Blood biomarkers for dementia in Hispanic and non-Hispanic White adults.

INTRODUCTION: The study evaluated if blood markers reflecting diverse biological pathways differentiate clinical diagnostic groups among Hispanic and non-Hispanic White adults. METHODS: Within Hispanic (n = 1193) and non-Hispanic White (n = 650) participants, serum total tau (t-tau), neurofilament light (NfL), ubiquitin carboxyl-terminal hydrolase LI, glial fibrillary acidic protein (GFAP), soluble cluster of differentiation-14, and chitinase-3-like protein 1 (YKL-40) were quantified.

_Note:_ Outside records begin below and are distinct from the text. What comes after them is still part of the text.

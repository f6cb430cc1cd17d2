//! Function declarations as Fortran interface bodies

use crate::decl::FunctionDecl;
use crate::decl::ParamDecl;
use crate::typ::CType;

use std::borrow::Cow;

/// First line of a commented-out function body
pub const BODY_MARKER: &str = "! comment out function body by default";

/// Name of the parameter at `index` (0-based), `arg_<index + 1>` if unnamed
pub fn param_name(index: usize, param: &ParamDecl) -> Cow<'_, str> {
    match param.name.as_deref() {
        Some(name) if !name.is_empty() => Cow::Borrowed(name),
        _ => Cow::Owned(format!("arg_{}", index + 1)),
    }
}

/// Formats one function as a `SUBROUTINE` or `FUNCTION` with `bind (C)`
#[derive(Debug, Clone, Copy)]
pub struct FunctionFormatter<'a> {
    func: &'a FunctionDecl,
}

impl<'a> FunctionFormatter<'a> {
    pub fn new(func: &'a FunctionDecl) -> Self {
        FunctionFormatter { func }
    }

    /// Resolved parameter names, in declaration order
    pub fn param_names(&self) -> Vec<Cow<'a, str>> {
        self.func
            .params
            .iter()
            .enumerate()
            .map(|(index, param)| param_name(index, param))
            .collect()
    }

    /// Kinds to import from `iso_c_binding`, without duplicates
    ///
    /// Types are visited as: first parameter, return type (unless `void`),
    /// remaining parameters. A kind is listed the first time a type not
    /// [`CType::same_type`] as any earlier one is seen.
    pub fn imports(&self) -> Vec<&'static str> {
        let return_type = Some(&self.func.return_type).filter(|typ| !typ.is_void());

        let mut order: Vec<&CType> = Vec::with_capacity(self.func.params.len() + 1);
        match self.func.params.split_first() {
            Some((first, rest)) => {
                order.push(&first.ty);
                order.extend(return_type);
                order.extend(rest.iter().map(|param| &param.ty));
            }
            None => order.extend(return_type),
        }

        let mut seen: Vec<&CType> = Vec::with_capacity(order.len());
        for typ in order {
            if !seen.iter().any(|prev| prev.same_type(typ)) {
                seen.push(typ);
            }
        }

        seen.into_iter().map(|typ| typ.kind_name(false)).collect()
    }

    /// `SUBROUTINE` or `<return type> FUNCTION`
    fn kind(&self) -> Cow<'static, str> {
        if self.func.return_type.is_void() {
            Cow::Borrowed("SUBROUTINE")
        } else {
            Cow::Owned(format!(
                "{} FUNCTION",
                self.func.return_type.kind_name(true)
            ))
        }
    }

    /// One `<type>, value :: <name>` line per parameter
    pub fn param_decls(&self) -> String {
        self.func
            .params
            .iter()
            .zip(self.param_names())
            .map(|(param, name)| format!("\t{}, value :: {}\n", param.ty.kind_name(true), name))
            .collect()
    }

    /// The body, if any, as comment lines
    ///
    /// Lines end at `\n`. A `\r` right before the break, or at the very end,
    /// is dropped.
    pub fn commented_body(&self) -> Option<String> {
        self.func.body.as_ref().map(|body| {
            let mut text = format!("{}\n", BODY_MARKER);
            for line in body.lines() {
                text.push_str("! ");
                text.push_str(line.strip_suffix('\r').unwrap_or(line));
                text.push('\n');
            }
            text
        })
    }

    /// Render the whole interface body
    ///
    /// ```
    /// use c2fortran::{CType, FunctionDecl, FunctionFormatter};
    ///
    /// let add = FunctionDecl::new("add", CType::integer("int"))
    ///     .with_param(Some("a"), CType::integer("int"))
    ///     .with_param(Some("b"), CType::integer("int"));
    ///
    /// assert_eq!(
    ///     FunctionFormatter::new(&add).format(),
    ///     "integer(c_int) FUNCTION add(a, b) bind (C)\n\
    ///      \tUSE iso_c_binding, only: c_int\n\
    ///      \tinteger(c_int), value :: a\n\
    ///      \tinteger(c_int), value :: b\n\
    ///      END FUNCTION add\n"
    /// );
    /// ```
    pub fn format(&self) -> String {
        let name = &self.func.name;
        let mut text = format!(
            "{} {}({}) bind (C)\n",
            self.kind(),
            name,
            self.param_names().join(", ")
        );
        text.push_str(&format!(
            "\tUSE iso_c_binding, only: {}\n",
            self.imports().join(", ")
        ));
        text.push_str(&self.param_decls());
        if let Some(body) = self.commented_body() {
            text.push_str(&body);
        }

        let end = if self.func.return_type.is_void() {
            "SUBROUTINE"
        } else {
            "FUNCTION"
        };
        text.push_str(&format!("END {} {}\n", end, name));
        text
    }
}
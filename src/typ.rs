//! C types and their Fortran `ISO_C_BINDING` kinds

use serde::Deserialize;
use serde::Serialize;

/// Token emitted wherever a C type has no Fortran counterpart yet
pub const NOT_YET_IMPLEMENTED: &str = "not yet implemented";

/// Classification of a C type, as far as Fortran interoperability cares
#[derive(Debug, Copy, Clone, PartialEq, Eq, Hash, Serialize, Deserialize)]
pub enum CTypeKind {
    /// Any C integer type, including `_Bool`, character types and enums
    Integer,

    /// `float`, `double` or `long double`
    Real,

    /// A pointer. The pointee is not kept, only whether it is a function.
    Pointer {
        /// Whether the pointee is a function type
        function: bool,
    },

    /// `void`
    Void,

    /// Anything else (arrays, records, function types, ...)
    Unknown,
}

/// A C type at a declaration site
#[derive(Debug, Clone, PartialEq, Eq, Serialize, Deserialize)]
pub struct CType {
    /// Classification used for mapping
    pub kind: CTypeKind,

    /// The type as spelled in the C source, e.g. `const char *`
    pub spelling: String,
}

impl CType {
    pub fn new(kind: CTypeKind, spelling: impl Into<String>) -> Self {
        CType {
            kind,
            spelling: spelling.into(),
        }
    }

    pub fn integer(spelling: impl Into<String>) -> Self {
        CType::new(CTypeKind::Integer, spelling)
    }

    pub fn real(spelling: impl Into<String>) -> Self {
        CType::new(CTypeKind::Real, spelling)
    }

    pub fn pointer(spelling: impl Into<String>) -> Self {
        CType::new(CTypeKind::Pointer { function: false }, spelling)
    }

    pub fn function_pointer(spelling: impl Into<String>) -> Self {
        CType::new(CTypeKind::Pointer { function: true }, spelling)
    }

    pub fn void() -> Self {
        CType::new(CTypeKind::Void, "void")
    }

    pub fn unknown(spelling: impl Into<String>) -> Self {
        CType::new(CTypeKind::Unknown, spelling)
    }

    pub fn is_void(&self) -> bool {
        self.kind == CTypeKind::Void
    }

    /// Fortran token for this type
    ///
    /// With `wrapped` the declarator form is returned (`integer(c_int)`),
    /// otherwise the bare kind literal used in `USE` lists (`c_int`).
    ///
    /// ```
    /// use c2fortran::CType;
    ///
    /// assert_eq!(CType::integer("int").kind_name(true), "integer(c_int)");
    /// assert_eq!(CType::function_pointer("void (*)(void)").kind_name(false), "c_funptr");
    /// assert_eq!(CType::unknown("int [4]").kind_name(true), "not yet implemented");
    /// ```
    pub fn kind_name(&self, wrapped: bool) -> &'static str {
        match (self.kind, wrapped) {
            (CTypeKind::Integer, true) => "integer(c_int)",
            (CTypeKind::Integer, false) => "c_int",
            (CTypeKind::Real, true) => "real(c_double)",
            (CTypeKind::Real, false) => "c_double",
            (CTypeKind::Pointer { function: true }, true) => "type(c_funptr)",
            (CTypeKind::Pointer { function: true }, false) => "c_funptr",
            (CTypeKind::Pointer { function: false }, true) => "type(c_ptr)",
            (CTypeKind::Pointer { function: false }, false) => "c_ptr",
            (CTypeKind::Void, _) | (CTypeKind::Unknown, _) => NOT_YET_IMPLEMENTED,
        }
    }

    /// Whether two types collapse to the same entry of a `USE` list
    ///
    /// Pointers only differ by being function pointers or not, since Fortran
    /// only has `c_ptr` and `c_funptr`.
    pub fn same_type(&self, other: &CType) -> bool {
        match (self.kind, other.kind) {
            (CTypeKind::Pointer { function: a }, CTypeKind::Pointer { function: b }) => a == b,
            (a, b) => a == b,
        }
    }

    /// Classify a libclang type
    ///
    /// Typedefs and elaborated names are resolved through the canonical type.
    #[cfg(feature = "loader")]
    pub fn from_clang<'tu>(typ: clang::Type<'tu>) -> CType {
        use clang::TypeKind;

        let canonical = typ.get_canonical_type();
        let kind = match canonical.get_kind() {
            TypeKind::Bool
            | TypeKind::CharS
            | TypeKind::CharU
            | TypeKind::SChar
            | TypeKind::UChar
            | TypeKind::WChar
            | TypeKind::Char16
            | TypeKind::Char32
            | TypeKind::Short
            | TypeKind::UShort
            | TypeKind::Int
            | TypeKind::UInt
            | TypeKind::Long
            | TypeKind::ULong
            | TypeKind::LongLong
            | TypeKind::ULongLong
            | TypeKind::Int128
            | TypeKind::UInt128
            | TypeKind::Enum => CTypeKind::Integer,
            TypeKind::Float | TypeKind::Double | TypeKind::LongDouble => CTypeKind::Real,
            TypeKind::Pointer => {
                let function = canonical
                    .get_pointee_type()
                    .map(|pointee| match pointee.get_kind() {
                        TypeKind::FunctionPrototype | TypeKind::FunctionNoPrototype => true,
                        _ => false,
                    })
                    .unwrap_or(false);
                CTypeKind::Pointer { function }
            }
            TypeKind::Void => CTypeKind::Void,
            _ => CTypeKind::Unknown,
        };

        CType::new(kind, typ.get_display_name())
    }
}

Mixed-effects partial proportional odds ordinal logistic regression and linear mixed-effects models were used to evaluate the association of biomarkers with diagnostic group and cognition, adjusting for age, sex, ethnicity, apolipoprotein E ε4, education, and site. RESULTS: T-tau, NfL, GFAP, and YKL-40 discriminated between diagnostic groups (receiver operating curve: 0.647-0.873). Higher t-tau (odds ratio [OR] = 1.671, 95% confidence interval [CI] = 1.457-1.917, P < .001), NfL (OR = 2.150, 95% CI = 1.819-2.542, P < .001), GFAP (OR = 2.283, 95% CI = 1.915-2.722, P < .001), and YKL-40 (OR = 1.288, 95% CI = 1.125-1.475, P < .001) were associated with increased likelihood of dementia relative to cognitively unimpaired and mild cognitive impairment groups. Higher NfL was associated with poorer global cognition (β = -0.455, standard error [SE] = 0.083, P < .001), semantic fluency (β = -0.410, SE = 0.133, P = .002), attention/processing speed (β = 2.880, SE = 0.801, P < .001), and executive function (β = 5.965, SE = 2.037, P = .003). Higher GFAP was associated with poorer global cognition (β = -0.345, SE = 0.092, P = .001), learning (β = -1.426, SE = 0.359, P < .001), and memory (β = -0.890, SE = 0.266, P < .001). Higher YKL-40 (β = -0.537, SE = 0.186, P = .004) was associated with lower memory scores. Interactions with ethnicity were observed for learning (NfL, GFAP, YKL-40), memory (NfL, GFAP), and semantic fluency (NfL; interaction terms P < .008), which were generally no longer significant in a demographically matched subset of Hispanic and non-Hispanic White participants. DISCUSSION: Blood biomarkers of neuronal/axonal and glial injury differentiated between clinical diagnostic groups in a bi-ethnic cohort of Hispanic and non-Hispanic Whites. Our results add to the growing literature indicating that blood biomarkers may be viable tools for detecting neurodegenerative conditions and highlight the importance of validation in diverse cohorts.